▶ _WHAT NEEDS TO BE DONE_
Your task is to count the lines of the entries below that include the word "serde" and to give only the resulting number.

START MATERIAL PROVIDED

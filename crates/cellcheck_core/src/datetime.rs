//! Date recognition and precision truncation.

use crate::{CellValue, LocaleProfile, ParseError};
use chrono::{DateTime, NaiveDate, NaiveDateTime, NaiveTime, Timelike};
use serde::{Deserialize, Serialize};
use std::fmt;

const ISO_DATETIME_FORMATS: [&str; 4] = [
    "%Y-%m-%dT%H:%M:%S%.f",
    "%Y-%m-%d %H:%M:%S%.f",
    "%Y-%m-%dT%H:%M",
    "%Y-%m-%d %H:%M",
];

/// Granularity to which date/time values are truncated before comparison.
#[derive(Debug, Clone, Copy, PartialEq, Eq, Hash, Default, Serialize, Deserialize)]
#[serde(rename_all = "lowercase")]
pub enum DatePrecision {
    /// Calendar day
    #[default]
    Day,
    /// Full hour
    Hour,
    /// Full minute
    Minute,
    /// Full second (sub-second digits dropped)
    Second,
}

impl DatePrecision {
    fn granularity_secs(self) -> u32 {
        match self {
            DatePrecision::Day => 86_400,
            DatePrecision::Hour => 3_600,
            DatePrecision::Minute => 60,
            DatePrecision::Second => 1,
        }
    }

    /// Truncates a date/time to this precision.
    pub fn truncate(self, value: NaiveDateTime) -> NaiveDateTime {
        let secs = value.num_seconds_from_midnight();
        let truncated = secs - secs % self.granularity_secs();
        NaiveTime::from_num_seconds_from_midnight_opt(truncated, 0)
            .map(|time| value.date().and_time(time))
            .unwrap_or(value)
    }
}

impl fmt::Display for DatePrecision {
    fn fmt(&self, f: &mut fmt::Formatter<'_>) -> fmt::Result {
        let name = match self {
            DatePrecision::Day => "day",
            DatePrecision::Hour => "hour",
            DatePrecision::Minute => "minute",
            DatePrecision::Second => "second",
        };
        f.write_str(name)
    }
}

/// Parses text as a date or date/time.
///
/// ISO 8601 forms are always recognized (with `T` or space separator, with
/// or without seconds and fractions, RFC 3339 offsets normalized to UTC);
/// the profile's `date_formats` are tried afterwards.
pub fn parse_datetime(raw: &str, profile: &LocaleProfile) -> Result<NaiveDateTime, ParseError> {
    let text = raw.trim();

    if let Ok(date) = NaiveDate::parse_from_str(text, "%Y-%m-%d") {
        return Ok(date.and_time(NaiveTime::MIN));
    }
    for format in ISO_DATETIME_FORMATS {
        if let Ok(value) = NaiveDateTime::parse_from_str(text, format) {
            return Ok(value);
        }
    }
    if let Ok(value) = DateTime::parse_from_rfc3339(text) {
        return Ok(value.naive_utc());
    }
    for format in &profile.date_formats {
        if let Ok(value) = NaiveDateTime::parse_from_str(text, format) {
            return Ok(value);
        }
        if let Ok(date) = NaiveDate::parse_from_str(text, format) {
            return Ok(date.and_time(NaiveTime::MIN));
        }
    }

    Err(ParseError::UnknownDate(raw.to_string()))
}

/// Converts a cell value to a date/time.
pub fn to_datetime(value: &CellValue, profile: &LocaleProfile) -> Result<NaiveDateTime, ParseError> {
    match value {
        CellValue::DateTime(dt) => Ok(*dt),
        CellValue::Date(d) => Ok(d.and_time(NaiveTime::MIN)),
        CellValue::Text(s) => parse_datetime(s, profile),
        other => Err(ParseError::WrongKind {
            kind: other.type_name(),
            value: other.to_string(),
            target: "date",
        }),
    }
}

END MATERIAL PROVIDED

▶ _EXERCISE OUTPUT_
2